BRIEF
Only the count should appear in your answer: how many lines of the data below contain the word "OptLevel"?

═══ GIVEN DATA

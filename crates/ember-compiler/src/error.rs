//! Compilation errors and diagnostics

use crate::ir::Span;
use thiserror::Error;

pub type CompileResult<T> = Result<T, CompileError>;

#[derive(Debug, Error)]
pub enum CompileError {
    /// Malformed input: cyclic class graph, method group without
    /// implementations, `exitwhen` outside a loop, broken node ownership
    #[error("Structural error: {message}")]
    Structural { message: String, span: Span },

    /// A node shape a pass cannot handle
    #[error("Not implemented: {what}")]
    NotImplemented { what: String, span: Span },

    /// Internal bug detected after a pass claimed a fixpoint
    #[error("Internal compiler error in {pass} ({function}): {message}")]
    InvariantViolation {
        pass: String,
        function: String,
        message: String,
        dump: String,
    },
}

impl CompileError {
    /// Shorthand for a structural error at a span
    pub fn structural(message: impl Into<String>, span: &Span) -> Self {
        CompileError::Structural {
            message: message.into(),
            span: span.clone(),
        }
    }

    /// Shorthand for an unhandled node shape at a span
    pub fn not_implemented(what: impl Into<String>, span: &Span) -> Self {
        CompileError::NotImplemented {
            what: what.into(),
            span: span.clone(),
        }
    }

    /// Source position this error points at, if any
    pub fn span(&self) -> Option<&Span> {
        match self {
            CompileError::Structural { span, .. } | CompileError::NotImplemented { span, .. } => {
                Some(span)
            }
            CompileError::InvariantViolation { .. } => None,
        }
    }

    /// Convert to a diagnostic for the reporting sink
    pub fn to_diagnostic(&self) -> Diagnostic {
        Diagnostic {
            span: self.span().cloned().unwrap_or_default(),
            message: self.to_string(),
            severity: Severity::Error,
        }
    }
}

/// Errors raised while interpreting a flat program
#[derive(Debug, Clone, PartialEq, Error)]
pub enum RuntimeError {
    /// A `trap` statement executed
    #[error("trap: {0}")]
    Trap(String),

    #[error("division by zero")]
    DivisionByZero,

    #[error("unknown function: {0}")]
    UnknownFunction(String),

    #[error("{name} expects {expected} arguments, got {got}")]
    Arity {
        name: String,
        expected: usize,
        got: usize,
    },

    #[error("type mismatch: {0}")]
    TypeMismatch(String),

    #[error("negative array index {0}")]
    NegativeIndex(i64),

    #[error("step limit of {0} exceeded")]
    StepLimit(u64),

    #[error("cannot interpret: {0}")]
    Unsupported(String),
}

/// How serious a diagnostic is
#[derive(Debug, Clone, Copy, PartialEq, Eq)]
pub enum Severity {
    Error,
    Warning,
    Note,
}

impl std::fmt::Display for Severity {
    fn fmt(&self, f: &mut std::fmt::Formatter<'_>) -> std::fmt::Result {
        match self {
            Severity::Error => write!(f, "error"),
            Severity::Warning => write!(f, "warning"),
            Severity::Note => write!(f, "note"),
        }
    }
}

/// A message for the user, tied to a source position
#[derive(Debug, Clone, PartialEq, Eq)]
pub struct Diagnostic {
    pub span: Span,
    pub message: String,
    pub severity: Severity,
}

impl std::fmt::Display for Diagnostic {
    fn fmt(&self, f: &mut std::fmt::Formatter<'_>) -> std::fmt::Result {
        if self.span.file.is_empty() {
            write!(f, "{}: {}", self.severity, self.message)
        } else {
            write!(f, "{}: {}: {}", self.span, self.severity, self.message)
        }
    }
}
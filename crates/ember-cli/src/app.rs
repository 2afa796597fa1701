use std::path::PathBuf;

use clap::{Args, Parser, Subcommand, ValueEnum};
use ember_compiler::OptLevel;

/// ember - class elimination and dataflow optimization for Ember IR
#[derive(Debug, Parser)]
#[command(name = "ember", version, about, long_about = None)]
pub struct Cli {
    #[command(flatten)]
    pub global: GlobalOptions,

    #[command(subcommand)]
    pub command: Command,
}

/// Options shared across all subcommands.
#[derive(Debug, Args)]
pub struct GlobalOptions {
    /// Compiler configuration file (defaults to ./ember.toml when present).
    #[arg(long, global = true, value_name = "FILE")]
    pub config: Option<PathBuf>,

    /// Enable verbose (debug-level) logging output.
    #[arg(short, long, global = true)]
    pub verbose: bool,

    /// When to color output: auto, always, never.
    #[arg(long, global = true, value_name = "WHEN")]
    pub color: Option<String>,
}

#[derive(Debug, Subcommand)]
pub enum Command {
    /// Eliminate classes only and print the flat program.
    Lower {
        /// Program in JSON interchange form.
        #[arg(value_name = "FILE")]
        path: PathBuf,

        /// Print JSON instead of the readable listing.
        #[arg(long)]
        json: bool,
    },

    /// Run the full pipeline and emit the optimized flat program as JSON.
    Build {
        #[arg(value_name = "FILE")]
        path: PathBuf,

        /// Output file (stdout when omitted).
        #[arg(short, long, value_name = "FILE")]
        output: Option<PathBuf>,

        /// Optimization level, overriding the configuration file.
        #[arg(long, value_enum)]
        opt: Option<OptArg>,
    },

    /// Compile, then interpret an entry function.
    Run {
        #[arg(value_name = "FILE")]
        path: PathBuf,

        /// Function to call.
        #[arg(long, default_value = "main")]
        entry: String,

        #[arg(long, value_enum)]
        opt: Option<OptArg>,
    },

    /// Verify a program without transforming it.
    Check {
        #[arg(value_name = "FILE")]
        path: PathBuf,
    },
}

/// `--opt` values
#[derive(Debug, Clone, Copy, PartialEq, Eq, ValueEnum)]
pub enum OptArg {
    None,
    Basic,
    Full,
}

impl From<OptArg> for OptLevel {
    fn from(arg: OptArg) -> Self {
        match arg {
            OptArg::None => OptLevel::None,
            OptArg::Basic => OptLevel::Basic,
            OptArg::Full => OptLevel::Full,
        }
    }
}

══════

TASK SOLUTION
5